Collected data entries

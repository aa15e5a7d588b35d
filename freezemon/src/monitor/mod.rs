//! # Event Loop Monitor
//!
//! Watches one event loop thread for long dispatches and probable deadlocks.
//!
//! ```text
//!  event loop thread                         freezemon-sampler thread
//!  ─────────────────                         ────────────────────────
//!  begin/end event, begin/end sleep          loop until cancelled:
//!     │                                        sleep ≤ interval/2 (woken early
//!     ├─► event_start_or_resume (atomic) ───►    by published long events)
//!     └─► mailbox: LongEventInfo ──────────►   Sampler::poll(now)
//!                                                 │
//!                                                 ▼
//!                                             LoggerRegistry::publish
//! ```
//!
//! - `hooks`: event loop side (transitions, mailbox, cancellation)
//! - `sampler`: the polling state machine
//! - `deadlock`, `decimate`: helpers with no shared state
//! - `clock`: millisecond time sources

pub mod clock;
pub mod deadlock;
pub mod decimate;
pub mod hooks;
pub mod sampler;

use std::sync::Arc;
use std::thread::{self, JoinHandle, ThreadId};

use log::{debug, info};

pub use clock::{Clock, ManualClock, SystemClock};
pub use deadlock::DeadlockTracker;
pub use decimate::decimate;
pub use hooks::EventLoopHooks;
pub use sampler::Sampler;

use crate::capture::procfs::{raise_current_thread_priority, SAMPLER_NICE};
use crate::capture::{current_thread_key, RegistrySource, StackSource};
use crate::config::Parameters;
use crate::domain::{CaptureError, MonitorError, ThreadKey};
use crate::filter::FilterHandler;
use crate::logging::{DefaultUiFreezeEventLogger, FreezeLogger, LoggerId, LoggerRegistry};

/// A running freeze monitor bound to the thread that started it.
pub struct EventLoopMonitor {
    hooks: EventLoopHooks,
    loggers: Arc<LoggerRegistry>,
    ui_thread: ThreadKey,
    owner: ThreadId,
    handle: Option<JoinHandle<()>>,
}

impl EventLoopMonitor {
    /// Start monitoring the calling thread's event loop with the system clock.
    ///
    /// # Errors
    /// Returns an error if `params` is invalid or the sampling thread cannot be spawned
    pub fn start(params: Parameters) -> Result<Self, MonitorError> {
        Self::start_with_clock(params, Arc::new(SystemClock::new()))
    }

    /// Start monitoring the calling thread with a custom clock.
    ///
    /// # Errors
    /// Returns an error if `params` is invalid or the sampling thread cannot be spawned
    pub fn start_with_clock(params: Parameters, clock: Arc<dyn Clock>) -> Result<Self, MonitorError> {
        params.validate()?;
        let source = RegistrySource::new(FilterHandler::new(&params.uninteresting_thread_filter)?);
        Self::start_with_source(params, clock, source)
    }

    /// Start monitoring the calling thread, sampling through `source`.
    ///
    /// Validation happens before anything is spawned: on error, nothing runs.
    ///
    /// # Errors
    /// Returns an error if `params` is invalid or the sampling thread cannot be spawned
    pub fn start_with_source<S: StackSource + 'static>(
        params: Parameters,
        clock: Arc<dyn Clock>,
        source: S,
    ) -> Result<Self, MonitorError> {
        params.validate()?;

        let ui_thread = current_thread_key();
        let hooks = EventLoopHooks::new(params.long_event_threshold_ms, clock);
        let loggers = Arc::new(LoggerRegistry::new());
        if params.log_to_error_log {
            loggers.add(Arc::new(DefaultUiFreezeEventLogger::new()));
        }

        info!(
            "Monitoring event loop on {ui_thread}: long event {}ms, sample every {}ms after {}ms, deadlock {}ms",
            params.long_event_threshold_ms,
            params.sample_interval_ms,
            params.initial_sample_delay_ms,
            params.deadlock_threshold_ms
        );

        let sampler = Sampler::new(params, source, ui_thread, &hooks)?;
        let thread_hooks = hooks.clone();
        let thread_loggers = Arc::clone(&loggers);
        let handle = thread::Builder::new()
            .name("freezemon-sampler".to_string())
            .spawn(move || run_sampler(sampler, &thread_hooks, &thread_loggers))
            .map_err(MonitorError::SpawnFailed)?;

        Ok(Self { hooks, loggers, ui_thread, owner: thread::current().id(), handle: Some(handle) })
    }

    /// Transition callbacks for the monitored event loop
    #[must_use]
    pub fn hooks(&self) -> EventLoopHooks {
        self.hooks.clone()
    }

    /// Key of the monitored event loop thread
    #[must_use]
    pub fn ui_thread(&self) -> ThreadKey {
        self.ui_thread
    }

    pub fn add_logger(&self, logger: Arc<dyn FreezeLogger>) -> LoggerId {
        self.loggers.add(logger)
    }

    pub fn remove_logger(&self, id: LoggerId) -> bool {
        self.loggers.remove(id)
    }

    /// False once the sampler has stopped (shutdown, or the event loop went away)
    #[must_use]
    pub fn is_running(&self) -> bool {
        !self.hooks.shared().is_cancelled()
            && self.handle.as_ref().is_some_and(|h| !h.is_finished())
    }

    /// Stop sampling and detach the hooks.
    ///
    /// # Errors
    /// Returns [`MonitorError::WrongThread`] if called from any thread other
    /// than the one that started the monitor, [`MonitorError::SamplerPanicked`]
    /// if the sampling thread died
    pub fn shutdown(&mut self) -> Result<(), MonitorError> {
        if thread::current().id() != self.owner {
            return Err(MonitorError::WrongThread);
        }
        self.hooks.shared().cancel();
        match self.handle.take() {
            Some(handle) => handle.join().map_err(|_| MonitorError::SamplerPanicked),
            None => Ok(()),
        }
    }
}

impl Drop for EventLoopMonitor {
    fn drop(&mut self) {
        self.hooks.shared().cancel();
        if let Some(handle) = self.handle.take() {
            let _ = handle.join();
        }
    }
}

/// Body of the sampling thread
fn run_sampler<S: StackSource>(mut sampler: Sampler<S>, hooks: &EventLoopHooks, loggers: &LoggerRegistry) {
    let shared = hooks.shared();
    let clock = hooks.clock();

    if let Err(e) = raise_current_thread_priority(SAMPLER_NICE) {
        debug!("Sampling thread keeps normal priority: {e}");
    }

    while !shared.is_cancelled() {
        let sleep = sampler.next_sleep(clock.now_ms());
        shared.sleep(sleep);
        if shared.is_cancelled() {
            break;
        }

        match sampler.poll(clock.now_ms()) {
            Ok(events) => {
                for event in &events {
                    loggers.publish(event);
                }
            }
            Err(CaptureError::Disposed(key)) => {
                info!("Event loop thread {key} is gone, stopping freeze monitor");
                shared.cancel();
            }
        }
    }
    info!("Freeze monitor stopped");
}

▶ ACTIVITY
The records above must be repeated exactly, in their entirety.

▶ FINISHED EXERCISE
repository aa15e5a7d588b35d
filename freezemon/src/monitor/mod.rs
//! # Event Loop Monitor
//!
//! Watches one event loop thread for long dispatches and probable deadlocks.
//!
//! ```text
//!  event loop thread                         freezemon-sampler thread
//!  ─────────────────                         ────────────────────────
//!  begin/end event, begin/end sleep          loop until cancelled:
//!     │                                        sleep ≤ interval/2 (woken early
//!     ├─► event_start_or_resume (atomic) ───►    by published long events)
//!     └─► mailbox: LongEventInfo ──────────►   Sampler::poll(now)
//!                                                 │
//!                                                 ▼
//!                                             LoggerRegistry::publish
//! ```
//!
//! - `hooks`: event loop side (transitions, mailbox, cancellation)
//! - `sampler`: the polling state machine
//! - `deadlock`, `decimate`: helpers with no shared state
//! - `clock`: millisecond time sources

pub mod clock;
pub mod deadlock;
pub mod decimate;
pub mod hooks;
pub mod sampler;

use std::sync::Arc;
use std::thread::{self, JoinHandle, ThreadId};

use log::{debug, info};

pub use clock::{Clock, ManualClock, SystemClock};
pub use deadlock::DeadlockTracker;
pub use decimate::decimate;
pub use hooks::EventLoopHooks;
pub use sampler::Sampler;

use crate::capture::procfs::{raise_current_thread_priority, SAMPLER_NICE};
use crate::capture::{current_thread_key, RegistrySource, StackSource};
use crate::config::Parameters;
use crate::domain::{CaptureError, MonitorError, ThreadKey};
use crate::filter::FilterHandler;
use crate::logging::{DefaultUiFreezeEventLogger, FreezeLogger, LoggerId, LoggerRegistry};

/// A running freeze monitor bound to the thread that started it.
pub struct EventLoopMonitor {
    hooks: EventLoopHooks,
    loggers: Arc<LoggerRegistry>,
    ui_thread: ThreadKey,
    owner: ThreadId,
    handle: Option<JoinHandle<()>>,
}

impl EventLoopMonitor {
    /// Start monitoring the calling thread's event loop with the system clock.
    ///
    /// # Errors
    /// Returns an error if `params` is invalid or the sampling thread cannot be spawned
    pub fn start(params: Parameters) -> Result<Self, MonitorError> {
        Self::start_with_clock(params, Arc::new(SystemClock::new()))
    }

    /// Start monitoring the calling thread with a custom clock.
    ///
    /// # Errors
    /// Returns an error if `params` is invalid or the sampling thread cannot be spawned
    pub fn start_with_clock(params: Parameters, clock: Arc<dyn Clock>) -> Result<Self, MonitorError> {
        params.validate()?;
        let source = RegistrySource::new(FilterHandler::new(&params.uninteresting_thread_filter)?);
        Self::start_with_source(params, clock, source)
    }

    /// Start monitoring the calling thread, sampling through `source`.
    ///
    /// Validation happens before anything is spawned: on error, nothing runs.
    ///
    /// # Errors
    /// Returns an error if `params` is invalid or the sampling thread cannot be spawned
    pub fn start_with_source<S: StackSource + 'static>(
        params: Parameters,
        clock: Arc<dyn Clock>,
        source: S,
    ) -> Result<Self, MonitorError> {
        params.validate()?;

        let ui_thread = current_thread_key();
        let hooks = EventLoopHooks::new(params.long_event_threshold_ms, clock);
        let loggers = Arc::new(LoggerRegistry::new());
        if params.log_to_error_log {
            loggers.add(Arc::new(DefaultUiFreezeEventLogger::new()));
        }

        info!(
            "Monitoring event loop on {ui_thread}: long event {}ms, sample every {}ms after {}ms, deadlock {}ms",
            params.long_event_threshold_ms,
            params.sample_interval_ms,
            params.initial_sample_delay_ms,
            params.deadlock_threshold_ms
        );

        let sampler = Sampler::new(params, source, ui_thread, &hooks)?;
        let thread_hooks = hooks.clone();
        let thread_loggers = Arc::clone(&loggers);
        let handle = thread::Builder::new()
            .name("freezemon-sampler".to_string())
            .spawn(move || run_sampler(sampler, &thread_hooks, &thread_loggers))
            .map_err(MonitorError::SpawnFailed)?;

        Ok(Self { hooks, loggers, ui_thread, owner: thread::current().id(), handle: Some(handle) })
    }

    /// Transition callbacks for the monitored event loop
    #[must_use]
    pub fn hooks(&self) -> EventLoopHooks {
        self.hooks.clone()
    }

    /// Key of the monitored event loop thread
    #[must_use]
    pub fn ui_thread(&self) -> ThreadKey {
        self.ui_thread
    }

    pub fn add_logger(&self, logger: Arc<dyn FreezeLogger>) -> LoggerId {
        self.loggers.add(logger)
    }

    pub fn remove_logger(&self, id: LoggerId) -> bool {
        self.loggers.remove(id)
    }

    /// False once the sampler has stopped (shutdown, or the event loop went away)
    #[must_use]
    pub fn is_running(&self) -> bool {
        !self.hooks.shared().is_cancelled()
            && self.handle.as_ref().is_some_and(|h| !h.is_finished())
    }

    /// Stop sampling and detach the hooks.
    ///
    /// # Errors
    /// Returns [`MonitorError::WrongThread`] if called from any thread other
    /// than the one that started the monitor, [`MonitorError::SamplerPanicked`]
    /// if the sampling thread died
    pub fn shutdown(&mut self) -> Result<(), MonitorError> {
        if thread::current().id() != self.owner {
            return Err(MonitorError::WrongThread);
        }
        self.hooks.shared().cancel();
        match self.handle.take() {
            Some(handle) => handle.join().map_err(|_| MonitorError::SamplerPanicked),
            None => Ok(()),
        }
    }
}

impl Drop for EventLoopMonitor {
    fn drop(&mut self) {
        self.hooks.shared().cancel();
        if let Some(handle) = self.handle.take() {
            let _ = handle.join();
        }
    }
}

/// Body of the sampling thread
fn run_sampler<S: StackSource>(mut sampler: Sampler<S>, hooks: &EventLoopHooks, loggers: &LoggerRegistry) {
    let shared = hooks.shared();
    let clock = hooks.clock();

    if let Err(e) = raise_current_thread_priority(SAMPLER_NICE) {
        debug!("Sampling thread keeps normal priority: {e}");
    }

    while !shared.is_cancelled() {
        let sleep = sampler.next_sleep(clock.now_ms());
        shared.sleep(sleep);
        if shared.is_cancelled() {
            break;
        }

        match sampler.poll(clock.now_ms()) {
            Ok(events) => {
                for event in &events {
                    loggers.publish(event);
                }
            }
            Err(CaptureError::Disposed(key)) => {
                info!("Event loop thread {key} is gone, stopping freeze monitor");
                shared.cancel();
            }
        }
    }
    info!("Freeze monitor stopped");
}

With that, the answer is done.